(EXTRACTED ENTRIES)

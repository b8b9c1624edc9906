//! Data-URL image parsing shared by both dialect transformers (spec.md §4.10)

use crate::upstream::InlineData;

/// Parse `data:<mime>;base64,<payload>`; for anything else, treat the whole
/// string as the payload and default the mime type to `image/png`.
pub fn parse_image_url(url: &str) -> InlineData {
    if let Some(rest) = url.strip_prefix("data:") {
        if let Some((mime, payload)) = rest.split_once(";base64,") {
            return InlineData {
                mime_type: mime.to_string(),
                data: payload.to_string(),
            };
        }
    }
    InlineData {
        mime_type: "image/png".to_string(),
        data: url.to_string(),
    }
}

#[cfg(test)]
mod tests {
    use super::*;

    #[test]
    fn parses_data_url() {
        let inline = parse_image_url("data:image/jpeg;base64,Zm9v");
        assert_eq!(inline.mime_type, "image/jpeg");
        assert_eq!(inline.data, "Zm9v");
    }

    #[test]
    fn falls_back_to_raw_url_with_default_mime() {
        let inline = parse_image_url("https://example.com/a.png");
        assert_eq!(inline.mime_type, "image/png");
        assert_eq!(inline.data, "https://example.com/a.png");
    }
}
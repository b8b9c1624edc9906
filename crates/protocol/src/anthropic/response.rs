//! Upstream → Anthropic unary response translation (spec.md §4.11
//! "Upstream → response (unary)").

use serde::Serialize;
use serde_json::Value;

use crate::upstream::{Candidate, UpstreamResponse};

#[derive(Debug, Clone, Serialize)]
#[serde(tag = "type")]
pub enum ContentBlockOut {
    #[serde(rename = "thinking")]
    Thinking { thinking: String },
    #[serde(rename = "text")]
    Text { text: String },
    #[serde(rename = "tool_use")]
    ToolUse {
        id: String,
        name: String,
        input: Value,
    },
}

#[derive(Debug, Clone, Serialize)]
pub struct AnthropicUsage {
    pub input_tokens: u32,
    pub output_tokens: u32,
}

#[derive(Debug, Clone, Serialize)]
pub struct MessagesResponse {
    pub id: String,
    #[serde(rename = "type")]
    pub kind: &'static str,
    pub role: &'static str,
    pub model: String,
    pub content: Vec<ContentBlockOut>,
    pub stop_reason: String,
    #[serde(skip_serializing_if = "Option::is_none")]
    pub stop_sequence: Option<String>,
    pub usage: AnthropicUsage,
}

fn map_stop_reason(reason: Option<&str>) -> &'static str {
    match reason {
        Some("MAX_TOKENS") => "max_tokens",
        _ => "end_turn",
    }
}

pub fn to_messages_response(response: &UpstreamResponse, model: &str) -> MessagesResponse {
    let candidate = response.candidates.first().cloned().unwrap_or_default();
    let content = build_content_blocks(&candidate);

    let mut stop_reason = map_stop_reason(candidate.finish_reason.as_deref());
    if content.iter().any(|b| matches!(b, ContentBlockOut::ToolUse { .. })) {
        stop_reason = "tool_use";
    }

    let usage = response
        .usage_metadata
        .as_ref()
        .map(|u| AnthropicUsage {
            input_tokens: u.prompt_token_count,
            output_tokens: u.candidates_token_count,
        })
        .unwrap_or(AnthropicUsage {
            input_tokens: 0,
            output_tokens: 0,
        });

    MessagesResponse {
        id: format!("msg_{}", uuid::Uuid::new_v4().as_simple()),
        kind: "message",
        role: "assistant",
        model: model.to_string(),
        content,
        stop_reason: stop_reason.to_string(),
        stop_sequence: None,
        usage,
    }
}

fn build_content_blocks(candidate: &Candidate) -> Vec<ContentBlockOut> {
    let mut blocks = Vec::new();
    for part in &candidate.content.parts {
        if let Some(call) = &part.function_call {
            blocks.push(ContentBlockOut::ToolUse {
                id: call.id.clone().unwrap_or_else(common::ids::tool_call_id),
                name: call.name.clone(),
                input: call.args.clone(),
            });
            continue;
        }
        if let Some(text) = &part.text {
            if part.is_thought() {
                blocks.push(ContentBlockOut::Thinking {
                    thinking: text.clone(),
                });
            } else {
                blocks.push(ContentBlockOut::Text { text: text.clone() });
            }
        }
    }
    blocks
}

#[cfg(test)]
mod tests {
    use super::*;
    use crate::upstream::{Content, FunctionCall, Part};
    use serde_json::json;

    fn response_with(parts: Vec<Part>, finish_reason: Option<&str>) -> UpstreamResponse {
        UpstreamResponse {
            candidates: vec![Candidate {
                content: Content {
                    role: "model".to_string(),
                    parts,
                },
                finish_reason: finish_reason.map(str::to_string),
            }],
            usage_metadata: None,
        }
    }

    #[test]
    fn thought_and_text_parts_map_to_distinct_block_types() {
        let response = response_with(
            vec![
                Part { thought: Some(true), text: Some("pondering".into()), ..Default::default() },
                Part::text("answer"),
            ],
            Some("STOP"),
        );
        let out = to_messages_response(&response, "claude-sonnet-4-5");
        assert!(matches!(&out.content[0], ContentBlockOut::Thinking { thinking } if thinking == "pondering"));
        assert!(matches!(&out.content[1], ContentBlockOut::Text { text } if text == "answer"));
        assert_eq!(out.stop_reason, "end_turn");
    }

    #[test]
    fn tool_use_overrides_stop_reason() {
        let response = response_with(
            vec![Part {
                function_call: Some(FunctionCall { id: Some("toolu_1".into()), name: "lookup".into(), args: json!({"q":"x"}) }),
                ..Default::default()
            }],
            Some("STOP"),
        );
        let out = to_messages_response(&response, "claude-sonnet-4-5");
        assert_eq!(out.stop_reason, "tool_use");
        assert!(matches!(&out.content[0], ContentBlockOut::ToolUse { id, name, .. } if id == "toolu_1" && name == "lookup"));
    }

    #[test]
    fn max_tokens_maps_to_max_tokens_stop_reason() {
        let response = response_with(vec![Part::text("cut")], Some("MAX_TOKENS"));
        let out = to_messages_response(&response, "claude-sonnet-4-5");
        assert_eq!(out.stop_reason, "max_tokens");
    }
}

(End EXTRACTED ENTRIES)

> _WHAT THE EXERCISE ASKS_:
For the word "rename", count the lines in the records that contain it. Give the number and no other words.

> _ANSWER SPACE_:
4